Collected data entries:
= = = =

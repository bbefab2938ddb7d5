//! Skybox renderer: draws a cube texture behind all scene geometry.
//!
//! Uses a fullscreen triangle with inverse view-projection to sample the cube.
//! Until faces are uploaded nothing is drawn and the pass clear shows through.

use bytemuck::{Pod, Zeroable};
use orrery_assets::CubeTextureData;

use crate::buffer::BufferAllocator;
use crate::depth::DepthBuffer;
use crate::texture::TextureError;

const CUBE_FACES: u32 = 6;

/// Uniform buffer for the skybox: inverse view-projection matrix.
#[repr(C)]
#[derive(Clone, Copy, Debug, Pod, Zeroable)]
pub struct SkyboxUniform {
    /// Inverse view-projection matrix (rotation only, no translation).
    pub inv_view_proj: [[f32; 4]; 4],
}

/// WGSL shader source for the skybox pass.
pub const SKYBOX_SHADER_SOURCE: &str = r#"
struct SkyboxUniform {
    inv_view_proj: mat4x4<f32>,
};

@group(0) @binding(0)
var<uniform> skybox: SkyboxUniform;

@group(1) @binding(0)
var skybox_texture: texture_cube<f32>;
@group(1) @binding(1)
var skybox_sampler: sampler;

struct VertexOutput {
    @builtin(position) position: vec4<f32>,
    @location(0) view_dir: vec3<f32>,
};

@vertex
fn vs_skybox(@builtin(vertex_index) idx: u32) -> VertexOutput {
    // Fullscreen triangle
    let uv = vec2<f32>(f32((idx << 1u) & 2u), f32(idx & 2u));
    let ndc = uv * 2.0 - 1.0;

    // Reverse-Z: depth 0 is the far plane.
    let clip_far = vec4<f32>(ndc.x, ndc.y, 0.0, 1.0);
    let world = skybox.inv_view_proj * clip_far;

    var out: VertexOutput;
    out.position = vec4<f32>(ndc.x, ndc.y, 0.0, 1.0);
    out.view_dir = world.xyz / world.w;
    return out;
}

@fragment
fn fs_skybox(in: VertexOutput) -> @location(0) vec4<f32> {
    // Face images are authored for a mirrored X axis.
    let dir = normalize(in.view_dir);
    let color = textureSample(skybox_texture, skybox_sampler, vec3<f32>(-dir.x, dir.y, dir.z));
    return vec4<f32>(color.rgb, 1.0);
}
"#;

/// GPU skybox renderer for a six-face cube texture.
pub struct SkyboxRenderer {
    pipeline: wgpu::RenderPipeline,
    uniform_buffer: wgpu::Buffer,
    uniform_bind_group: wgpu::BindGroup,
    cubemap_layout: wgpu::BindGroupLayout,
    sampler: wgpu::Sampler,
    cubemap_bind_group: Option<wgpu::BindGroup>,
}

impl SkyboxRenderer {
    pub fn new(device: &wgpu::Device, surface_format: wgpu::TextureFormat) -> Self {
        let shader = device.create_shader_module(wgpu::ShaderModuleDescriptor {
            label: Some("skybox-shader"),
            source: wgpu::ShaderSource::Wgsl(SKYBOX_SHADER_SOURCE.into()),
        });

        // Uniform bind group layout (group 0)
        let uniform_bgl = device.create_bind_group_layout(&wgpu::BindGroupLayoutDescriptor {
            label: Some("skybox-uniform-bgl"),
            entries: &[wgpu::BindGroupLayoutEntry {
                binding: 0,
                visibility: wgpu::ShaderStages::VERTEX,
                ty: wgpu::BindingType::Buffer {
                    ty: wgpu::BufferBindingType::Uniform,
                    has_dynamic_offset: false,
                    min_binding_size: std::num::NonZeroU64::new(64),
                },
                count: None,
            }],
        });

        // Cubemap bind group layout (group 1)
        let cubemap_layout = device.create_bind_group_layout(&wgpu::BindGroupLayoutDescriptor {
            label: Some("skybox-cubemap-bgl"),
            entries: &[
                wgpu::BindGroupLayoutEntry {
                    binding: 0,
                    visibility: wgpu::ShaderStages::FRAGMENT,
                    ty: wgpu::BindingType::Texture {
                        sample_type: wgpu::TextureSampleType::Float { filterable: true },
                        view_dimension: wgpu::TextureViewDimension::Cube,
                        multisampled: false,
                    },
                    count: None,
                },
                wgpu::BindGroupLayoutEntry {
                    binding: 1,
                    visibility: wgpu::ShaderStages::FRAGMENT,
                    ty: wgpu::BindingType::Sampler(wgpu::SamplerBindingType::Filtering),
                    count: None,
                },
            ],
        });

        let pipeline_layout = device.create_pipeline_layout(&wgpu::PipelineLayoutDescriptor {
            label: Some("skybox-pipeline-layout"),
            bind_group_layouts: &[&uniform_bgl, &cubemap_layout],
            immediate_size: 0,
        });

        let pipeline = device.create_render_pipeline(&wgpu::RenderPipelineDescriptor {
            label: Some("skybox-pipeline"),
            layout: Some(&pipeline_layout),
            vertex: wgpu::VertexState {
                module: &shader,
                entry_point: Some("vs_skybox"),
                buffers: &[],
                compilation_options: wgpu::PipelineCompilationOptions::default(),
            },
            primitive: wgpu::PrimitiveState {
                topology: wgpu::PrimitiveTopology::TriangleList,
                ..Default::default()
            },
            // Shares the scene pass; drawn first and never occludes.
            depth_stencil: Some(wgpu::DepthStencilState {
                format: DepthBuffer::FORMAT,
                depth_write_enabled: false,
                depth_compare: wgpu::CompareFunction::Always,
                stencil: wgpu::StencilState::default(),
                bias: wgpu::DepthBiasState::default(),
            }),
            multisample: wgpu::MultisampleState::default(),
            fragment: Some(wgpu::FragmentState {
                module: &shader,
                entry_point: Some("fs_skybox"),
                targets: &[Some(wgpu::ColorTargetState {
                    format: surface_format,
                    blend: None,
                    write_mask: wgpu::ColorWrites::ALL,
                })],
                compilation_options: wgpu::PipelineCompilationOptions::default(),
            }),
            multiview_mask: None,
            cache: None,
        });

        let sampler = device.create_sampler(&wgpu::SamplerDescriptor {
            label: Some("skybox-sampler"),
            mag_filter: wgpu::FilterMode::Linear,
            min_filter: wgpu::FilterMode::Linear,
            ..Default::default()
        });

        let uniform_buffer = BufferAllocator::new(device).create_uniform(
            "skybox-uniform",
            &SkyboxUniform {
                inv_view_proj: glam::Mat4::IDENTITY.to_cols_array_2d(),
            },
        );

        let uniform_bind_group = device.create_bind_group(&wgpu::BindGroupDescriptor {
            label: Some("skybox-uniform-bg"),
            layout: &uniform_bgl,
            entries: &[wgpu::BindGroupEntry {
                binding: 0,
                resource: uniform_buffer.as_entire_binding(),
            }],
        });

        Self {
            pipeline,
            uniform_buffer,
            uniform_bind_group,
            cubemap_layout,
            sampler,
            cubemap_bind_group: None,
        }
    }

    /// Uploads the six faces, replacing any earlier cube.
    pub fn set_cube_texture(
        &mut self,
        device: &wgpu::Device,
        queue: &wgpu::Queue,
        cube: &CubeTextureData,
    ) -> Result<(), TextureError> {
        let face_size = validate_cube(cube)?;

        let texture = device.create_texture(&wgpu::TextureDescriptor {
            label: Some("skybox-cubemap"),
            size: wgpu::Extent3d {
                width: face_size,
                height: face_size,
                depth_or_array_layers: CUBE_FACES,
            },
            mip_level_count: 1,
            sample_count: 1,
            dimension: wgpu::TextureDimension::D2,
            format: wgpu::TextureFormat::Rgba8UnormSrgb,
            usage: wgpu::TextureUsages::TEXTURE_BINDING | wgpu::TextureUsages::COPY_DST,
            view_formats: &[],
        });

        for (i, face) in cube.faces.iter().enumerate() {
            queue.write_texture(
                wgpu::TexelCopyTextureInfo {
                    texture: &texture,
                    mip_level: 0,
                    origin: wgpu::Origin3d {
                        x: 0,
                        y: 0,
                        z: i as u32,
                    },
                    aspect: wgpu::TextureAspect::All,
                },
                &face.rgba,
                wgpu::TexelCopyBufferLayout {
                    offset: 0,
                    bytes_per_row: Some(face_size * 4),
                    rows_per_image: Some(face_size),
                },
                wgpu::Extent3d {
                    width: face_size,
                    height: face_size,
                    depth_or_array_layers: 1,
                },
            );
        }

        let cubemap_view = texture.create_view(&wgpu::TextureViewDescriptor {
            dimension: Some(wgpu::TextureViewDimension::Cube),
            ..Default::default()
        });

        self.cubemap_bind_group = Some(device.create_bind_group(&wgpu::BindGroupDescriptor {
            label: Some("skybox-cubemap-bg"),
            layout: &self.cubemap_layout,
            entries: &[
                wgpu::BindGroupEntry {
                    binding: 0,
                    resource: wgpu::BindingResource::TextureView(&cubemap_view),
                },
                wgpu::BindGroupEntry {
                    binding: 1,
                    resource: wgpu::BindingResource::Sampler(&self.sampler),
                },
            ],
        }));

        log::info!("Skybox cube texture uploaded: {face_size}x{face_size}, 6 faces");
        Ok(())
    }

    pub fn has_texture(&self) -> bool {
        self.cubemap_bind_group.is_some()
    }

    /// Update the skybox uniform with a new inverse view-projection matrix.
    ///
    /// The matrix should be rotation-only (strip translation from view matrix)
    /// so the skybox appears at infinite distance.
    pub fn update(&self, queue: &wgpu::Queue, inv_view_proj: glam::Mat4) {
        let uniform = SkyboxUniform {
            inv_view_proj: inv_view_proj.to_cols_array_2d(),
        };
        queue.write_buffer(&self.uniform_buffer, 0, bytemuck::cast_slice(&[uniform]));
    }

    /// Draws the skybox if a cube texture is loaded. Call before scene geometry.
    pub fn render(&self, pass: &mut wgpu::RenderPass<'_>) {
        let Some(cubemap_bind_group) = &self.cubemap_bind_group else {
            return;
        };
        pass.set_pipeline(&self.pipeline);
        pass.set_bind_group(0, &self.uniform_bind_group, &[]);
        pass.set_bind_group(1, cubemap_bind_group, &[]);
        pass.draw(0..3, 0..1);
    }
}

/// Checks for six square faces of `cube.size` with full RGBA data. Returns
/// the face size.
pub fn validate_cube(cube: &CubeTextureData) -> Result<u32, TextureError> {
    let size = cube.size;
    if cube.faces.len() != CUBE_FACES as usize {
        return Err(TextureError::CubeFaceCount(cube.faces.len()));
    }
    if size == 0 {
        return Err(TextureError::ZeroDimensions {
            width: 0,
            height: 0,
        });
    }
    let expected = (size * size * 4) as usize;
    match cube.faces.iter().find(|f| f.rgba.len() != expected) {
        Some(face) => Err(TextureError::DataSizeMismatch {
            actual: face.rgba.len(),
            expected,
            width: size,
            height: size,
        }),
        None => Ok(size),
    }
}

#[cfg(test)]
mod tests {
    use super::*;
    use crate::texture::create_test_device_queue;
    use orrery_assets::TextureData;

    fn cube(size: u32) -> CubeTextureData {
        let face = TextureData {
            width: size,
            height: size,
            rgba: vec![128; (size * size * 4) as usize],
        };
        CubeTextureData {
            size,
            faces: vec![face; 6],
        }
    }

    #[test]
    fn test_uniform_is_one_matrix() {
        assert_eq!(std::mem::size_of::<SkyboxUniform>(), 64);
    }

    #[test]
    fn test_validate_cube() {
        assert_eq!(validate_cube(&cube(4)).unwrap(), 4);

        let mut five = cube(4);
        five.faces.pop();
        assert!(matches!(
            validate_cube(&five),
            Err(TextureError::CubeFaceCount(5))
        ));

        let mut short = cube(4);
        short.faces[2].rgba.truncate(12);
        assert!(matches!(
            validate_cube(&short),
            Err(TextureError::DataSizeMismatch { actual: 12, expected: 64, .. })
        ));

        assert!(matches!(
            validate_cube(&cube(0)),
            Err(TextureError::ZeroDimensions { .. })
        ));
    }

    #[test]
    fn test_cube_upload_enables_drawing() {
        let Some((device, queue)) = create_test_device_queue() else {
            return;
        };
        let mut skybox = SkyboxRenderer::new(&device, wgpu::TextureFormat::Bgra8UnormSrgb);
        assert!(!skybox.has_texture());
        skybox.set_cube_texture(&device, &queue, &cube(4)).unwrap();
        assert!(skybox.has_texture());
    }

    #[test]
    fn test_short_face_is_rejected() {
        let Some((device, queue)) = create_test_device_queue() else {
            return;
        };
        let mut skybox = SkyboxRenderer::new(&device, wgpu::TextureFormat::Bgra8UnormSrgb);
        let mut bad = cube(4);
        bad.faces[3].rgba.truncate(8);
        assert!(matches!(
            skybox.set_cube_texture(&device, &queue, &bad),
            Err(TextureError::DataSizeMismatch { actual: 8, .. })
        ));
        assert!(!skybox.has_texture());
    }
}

= = = =

■ Task item ■
Show every line of the data that includes the string "Result".

■ Response area ■
    ) -> Result<(), TextureError> {
pub fn validate_cube(cube: &CubeTextureData) -> Result<u32, TextureError> {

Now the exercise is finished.